[Given entries Boundary: Start]

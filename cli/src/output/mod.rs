//! Output formatting module

pub mod progress;
pub mod reporter;
pub mod styles;

use console::Term;
use owo_colors::OwoColorize as _;
pub use reporter::TerminalReporter;
pub use styles::Styles;

/// Output context carrying styling and terminal state.
pub struct OutputContext {
    /// Stylesheet for colored output.
    pub styles: Styles,
    /// Whether stdout is a TTY.
    pub is_tty: bool,
    /// Whether to suppress non-error output.
    pub quiet: bool,
}

impl OutputContext {
    /// Create output context based on CLI flags and environment.
    #[must_use]
    pub fn new(no_color: bool, quiet: bool) -> Self {
        let is_tty = Term::stdout().is_term();
        let use_colors = !no_color && is_tty && std::env::var("NO_COLOR").is_err();

        let mut styles = Styles::default();
        if use_colors {
            styles.colorize();
        }

        Self {
            styles,
            is_tty,
            quiet,
        }
    }

    /// Check if spinners should be shown.
    #[must_use]
    pub fn show_progress(&self) -> bool {
        self.is_tty && !self.quiet
    }

    /// Print a success message prefixed with `✓`. Suppressed when `quiet`.
    pub fn success(&self, msg: &str) {
        if !self.quiet {
            println!("  {} {msg}", "✓".style(self.styles.success));
        }
    }

    /// Print an info message prefixed with `ℹ`. Suppressed when `quiet`.
    pub fn info(&self, msg: &str) {
        if !self.quiet {
            println!("  {} {msg}", "ℹ".style(self.styles.info));
        }
    }

    /// Print a key-value pair with the key dimmed. Suppressed when `quiet`.
    pub fn kv(&self, key: &str, value: &str) {
        if !self.quiet {
            println!("  {}  {value}", key.style(self.styles.dim));
        }
    }
}
//! Tracing setup for the `dockyard` binary.
//!
//! Diagnostics go to stderr at a level chosen by `-v` (or `RUST_LOG`). When
//! the global config has `debug` set, every event at debug level and above
//! is also appended to `ws.log` under the data root.

use std::fs::{self, OpenOptions};
use std::path::Path;
use std::sync::Mutex;

use anyhow::{Context, Result};
use tracing_subscriber::filter::LevelFilter;
use tracing_subscriber::layer::SubscriberExt;
use tracing_subscriber::util::SubscriberInitExt;
use tracing_subscriber::{EnvFilter, Layer, fmt};

/// Name of the debug log file under the data root.
pub const LOG_FILE: &str = "ws.log";

/// Default stderr directive for a `-v` count.
#[must_use]
pub fn level_for(verbosity: u8) -> &'static str {
    match verbosity {
        0 => "warn",
        1 => "info",
        2 => "debug",
        _ => "trace",
    }
}

/// Install the global subscriber.
///
/// # Errors
///
/// Returns an error if the log file cannot be opened or a subscriber is
/// already installed.
pub fn init(verbosity: u8, log_file: Option<&Path>) -> Result<()> {
    let filter =
        EnvFilter::try_from_default_env().unwrap_or_else(|_| EnvFilter::new(level_for(verbosity)));

    let stderr_layer = fmt::layer()
        .with_writer(std::io::stderr)
        .with_target(false)
        .with_filter(filter);

    let file_layer = match log_file {
        Some(path) => {
            if let Some(parent) = path.parent() {
                fs::create_dir_all(parent)
                    .with_context(|| format!("creating {}", parent.display()))?;
            }
            let file = OpenOptions::new()
                .create(true)
                .append(true)
                .open(path)
                .with_context(|| format!("opening log file {}", path.display()))?;
            Some(
                fmt::layer()
                    .with_writer(Mutex::new(file))
                    .with_ansi(false)
                    .with_target(true)
                    .with_filter(LevelFilter::DEBUG),
            )
        }
        None => None,
    };

    tracing_subscriber::registry()
        .with(stderr_layer)
        .with(file_layer)
        .try_init()
        .context("installing tracing subscriber")?;

    if let Some(path) = log_file {
        tracing::debug!(path = %path.display(), "debug log enabled");
    }
    Ok(())
}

[Given entries Boundary: End]

- **Your task**:
Provide only the number of lines in the entries that hold the word "match".

- **Result**:
2